Customer representation through consumption profile

A first raw representation of clients’ spending pattern can be obtained by gathering together in a vector all the outgoing weights from a client c. The resulting vector \({\mathbf {v}}^c\) has a dimension equal to the cardinality of M and each component is described as:

$$\begin{aligned} {\mathbf {v}}_i^c= {\left\{ \begin{array}{ll} w(c,i)=\sum _{j = 1}^{n}{p_j^i} &{} \quad \text {if } n>0 \\ 0 &{} \quad \text {otherwise} \end{array}\right. } \end{aligned}$$

where \(p_J^i\) indicates the price of the good purchased by c in a shop/retail/service whose category is i; and n is the number of purchases in the category i.

The vector \({\mathbf {v}}^c\) should describe the spending pattern of a client, however, its formulation presents some limits for the purpose of the study. The first problem concerns the scale of the purchases. Since the variability of the spending amount, it is difficult to compare vectors with different orders of magnitude. Second, we observed that vectors have many non-zero elements, but most of them are marginal since their total amount is very low w.r.t. the main elements. To overcome the above limitations, we apply the following transformations:

  • Normalization we normalize the vector \({\mathbf {v}}^c\), so that it represents a probability distribution over the merchant categories in M;

  • Tail cut we cut the tail of the distribution, after normalization, by putting to zero the elements whose value did not contribute to reaching 99% of the total, i.e. we remove the categories below the first percentile of the distribution of the normalized components of each consumer vector. Finally, we normalize again the “cut” vector. From our viewpoint, this methodology has two advantages: (1) the choice of a low threshold on the percentile allows us not to lose discriminating information from the consumer vector. In fact, for each client, only their marginal categories are discarded: the median number of put-to-zero categories is 1; and (2) the tail cut is more targeted to each user w.r.t. other feature selection approaches. Indeed, the latter act on the whole dataset, discarding the same set of categories for all the customers. Consequently, groups of similar spending behaviors whose similarity depends on the discarded categories may be misidentified or not identified at allFootnote 1.

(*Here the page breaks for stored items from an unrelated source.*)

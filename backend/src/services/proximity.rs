//! Great-circle distance and distance ranking. Pure functions, no state.

use std::cmp::Ordering;

use crate::constants::EARTH_RADIUS_KM;
use crate::models::Location;

/// Haversine distance in kilometres.
///
/// The two inputs are ordered canonically before computing so the result is
/// bit-for-bit symmetric, not merely symmetric within rounding.
pub fn distance(a: &Location, b: &Location) -> f64 {
    let (p, q) = if (a.latitude, a.longitude) <= (b.latitude, b.longitude) {
        (a, b)
    } else {
        (b, a)
    };

    let lat1 = p.latitude.to_radians();
    let lat2 = q.latitude.to_radians();
    let d_lat = (q.latitude - p.latitude).to_radians();
    let d_lon = (q.longitude - p.longitude).to_radians();

    let h = (d_lat / 2.0).sin().powi(2) + lat1.cos() * lat2.cos() * (d_lon / 2.0).sin().powi(2);
    // Rounding can push h a hair past 1 for antipodal points.
    let c = 2.0 * h.sqrt().min(1.0).asin();

    EARTH_RADIUS_KM * c
}

pub fn is_within_range(a: &Location, b: &Location, max_km: f64) -> bool {
    distance(a, b) <= max_km
}

/// Anything that may carry a location and can be ranked by it.
pub trait Located {
    fn location(&self) -> Option<&Location>;
}

impl Located for Location {
    fn location(&self) -> Option<&Location> {
        Some(self)
    }
}

impl Located for crate::models::Profile {
    fn location(&self) -> Option<&Location> {
        self.location.as_ref()
    }
}

/// A candidate paired with its distance from the ranking origin, if known.
#[derive(Debug, Clone, PartialEq)]
pub struct Ranked<T> {
    pub item: T,
    pub distance_km: Option<f64>,
}

/// Sorts candidates ascending by distance from `origin`.
///
/// Candidates without a location come after every located one, keeping
/// their input order. Without an origin the input order is returned as is.
/// The sort is stable, so equal distances also keep input order.
pub fn rank<T: Located>(origin: Option<&Location>, candidates: Vec<T>) -> Vec<Ranked<T>> {
    let mut ranked: Vec<Ranked<T>> = candidates
        .into_iter()
        .map(|item| {
            let distance_km = match (origin, item.location()) {
                (Some(origin), Some(location)) => Some(distance(origin, location)),
                _ => None,
            };
            Ranked { item, distance_km }
        })
        .collect();

    if origin.is_some() {
        ranked.sort_by(|a, b| compare_distance(a.distance_km, b.distance_km));
    }

    ranked
}

fn compare_distance(a: Option<f64>, b: Option<f64>) -> Ordering {
    match (a, b) {
        (Some(a), Some(b)) => a.total_cmp(&b),
        (Some(_), None) => Ordering::Less,
        (None, Some(_)) => Ordering::Greater,
        (None, None) => Ordering::Equal,
    }
}

#[cfg(test)]
mod tests {
    use super::*;
    use crate::constants::DISTANCE_EPSILON_KM;

    #[derive(Debug, Clone, PartialEq)]
    struct Candidate {
        id: &'static str,
        location: Option<Location>,
    }

    impl Located for Candidate {
        fn location(&self) -> Option<&Location> {
            self.location.as_ref()
        }
    }

    fn loc(latitude: f64, longitude: f64) -> Location {
        Location { latitude, longitude }
    }

    fn ids(ranked: &[Ranked<Candidate>]) -> Vec<&'static str> {
        ranked.iter().map(|r| r.item.id).collect()
    }

    #[test]
    fn test_distance_to_self_is_zero() {
        let mumbai = loc(19.07, 72.87);
        assert!(distance(&mumbai, &mumbai).abs() < DISTANCE_EPSILON_KM);
    }

    #[test]
    fn test_distance_is_symmetric() {
        let points = [
            loc(19.07, 72.87),
            loc(19.08, 72.88),
            loc(-33.86, 151.21),
            loc(51.5, -0.12),
            loc(90.0, 0.0),
            loc(-90.0, 180.0),
        ];
        for a in &points {
            for b in &points {
                assert_eq!(distance(a, b), distance(b, a));
            }
        }
    }

    #[test]
    fn test_known_distances() {
        // Neighbouring points in Mumbai, roughly 1.5 km apart.
        let d = distance(&loc(19.07, 72.87), &loc(19.08, 72.88));
        assert!((d - 1.5).abs() < 0.1, "got {}", d);

        // London to Paris is about 344 km.
        let d = distance(&loc(51.5074, -0.1278), &loc(48.8566, 2.3522));
        assert!((d - 343.5).abs() < 2.0, "got {}", d);

        // Antipodes are half the circumference apart.
        let d = distance(&loc(0.0, 0.0), &loc(0.0, 180.0));
        assert!((d - std::f64::consts::PI * EARTH_RADIUS_KM).abs() < 1e-3);
    }

    #[test]
    fn test_is_within_range_is_inclusive() {
        let a = loc(19.07, 72.87);
        let b = loc(19.08, 72.88);
        let d = distance(&a, &b);
        assert!(is_within_range(&a, &b, d));
        assert!(!is_within_range(&a, &b, d - 0.01));
    }

    #[test]
    fn test_rank_orders_by_distance_then_unlocated() {
        let origin = loc(19.07, 72.87);
        let candidates = vec![
            Candidate { id: "none-1", location: None },
            Candidate { id: "far", location: Some(loc(18.52, 73.85)) },
            Candidate { id: "near", location: Some(loc(19.08, 72.88)) },
            Candidate { id: "none-2", location: None },
        ];

        let ranked = rank(Some(&origin), candidates);
        assert_eq!(ids(&ranked), vec!["near", "far", "none-1", "none-2"]);
        assert!(ranked[0].distance_km.unwrap() < ranked[1].distance_km.unwrap());
        assert_eq!(ranked[2].distance_km, None);
    }

    #[test]
    fn test_rank_without_origin_keeps_input_order() {
        let candidates = vec![
            Candidate { id: "b", location: Some(loc(10.0, 10.0)) },
            Candidate { id: "a", location: None },
            Candidate { id: "c", location: Some(loc(0.0, 0.0)) },
        ];
        let ranked = rank(None, candidates);
        assert_eq!(ids(&ranked), vec!["b", "a", "c"]);
        assert!(ranked.iter().all(|r| r.distance_km.is_none()));
    }

    #[test]
    fn test_rank_is_stable_for_equal_distances() {
        let origin = loc(0.0, 0.0);
        let same = Some(loc(1.0, 1.0));
        let candidates = vec![
            Candidate { id: "first", location: same },
            Candidate { id: "second", location: same },
            Candidate { id: "third", location: same },
        ];
        let ranked = rank(Some(&origin), candidates);
        assert_eq!(ids(&ranked), vec!["first", "second", "third"]);
    }

    #[test]
    fn test_every_located_candidate_precedes_unlocated() {
        let origin = loc(12.97, 77.59);
        let candidates: Vec<Candidate> = (0..20)
            .map(|i| Candidate {
                id: "x",
                location: if i % 3 == 0 {
                    None
                } else {
                    Some(loc(12.0 + i as f64 * 0.37, 77.0 - i as f64 * 0.21))
                },
            })
            .collect();

        let ranked = rank(Some(&origin), candidates);
        let first_unlocated = ranked
            .iter()
            .position(|r| r.distance_km.is_none())
            .unwrap_or(ranked.len());
        assert!(ranked[first_unlocated..].iter().all(|r| r.distance_km.is_none()));
        assert!(ranked[..first_unlocated]
            .windows(2)
            .all(|w| w[0].distance_km <= w[1].distance_km));
    }
}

We name the resulting vector as consumption profile. In the following, we visualize the consumption profile as a stacked barplot, as depicted in Fig. 2. The graphic depicts the 12-dimension vector [0, 0, 0, 0.04, 0, 0.88, 0, 0, 0.07, 0, 0, 0]; each bar represents a non-zero category and the bars are stacked in descending order according to the probability of the category. Thus, the customer consumption profile reports the distribution of the client’s spending amount among the merchant categories. Given the example above, that client employs most of her/his spending amount in essential goods, such as clothing and food.

Fig. 2
figure 2

Visualization of a consumption profile. At the top the whole consumption profile with zero-elements. Then, the vector is displayed as an horizontal stacked barplot where each color segment corresponds to a specific merchant category and its width is proportional to the value in the consumption profile vector

Customer segmentation

In the definition of the spending behavior of customers residing in a city we require a compact representation of the purchase patterns, so to increase the readability and the explainability of the results to non-expert decision makers. To this aim, we move towards the identification of representative patterns in the allocation of the spending amount, through the grouping of similar behaviors. Specifically, we adopt an approach based on the projection of the initial bipartite graph into one with a single type of node—the clients—which exploit the mapping of the latter into a vector space. For this purpose, we create a similarity graph on the client set, where we assign to a link (uv) the similarity between u’s and v’s consumption profiles. As similarity measure we adopt the cosine similarity:

$$\begin{aligned} sim(x,y) = \frac{\sum _{i = 1}^{N}{x_{i} \cdot y_{i}}}{\sqrt{\sum _{i = 1}^{N}{x_{i}^{2}}}\cdot \sqrt{{\sum _{i = 1}^{N}{y_{i}^{2}}}}} \end{aligned}$$

The cosine similarity overcomes some limitations of other measures we considered in building the similarity graph. For example, the Jaccard similarity, despite its very low computational cost, is not suitable for a vector representation of the customers’ spending behavior since it is based on set operations. We have also considered the Euclidean similarity, more suitable for vector space models but with some drawbacks, e.g. the absence of minimum and maximum values and a high computational cost. In addition, the Euclidean similarity suffers from the curse of dimensionality but, in our case, its effects are not so evident due to the normalization step. Thus, the cosine similarity behaves better than the previous similarity measures: (1) it is fast to compute, if we measure in advance the norm of the vectors; (2) it performs better with sparse vectors because the resulting value is more influenced by common components; and (3) it has also a limited domain, i.e. the interval [0, 1]. From the fully connected graph of similarities, we prune all links but the strongest ties, obtaining a sparsification of the initial similarity graph. Specifically, we keep a link (uv) if \(sim(u,v)> \delta\).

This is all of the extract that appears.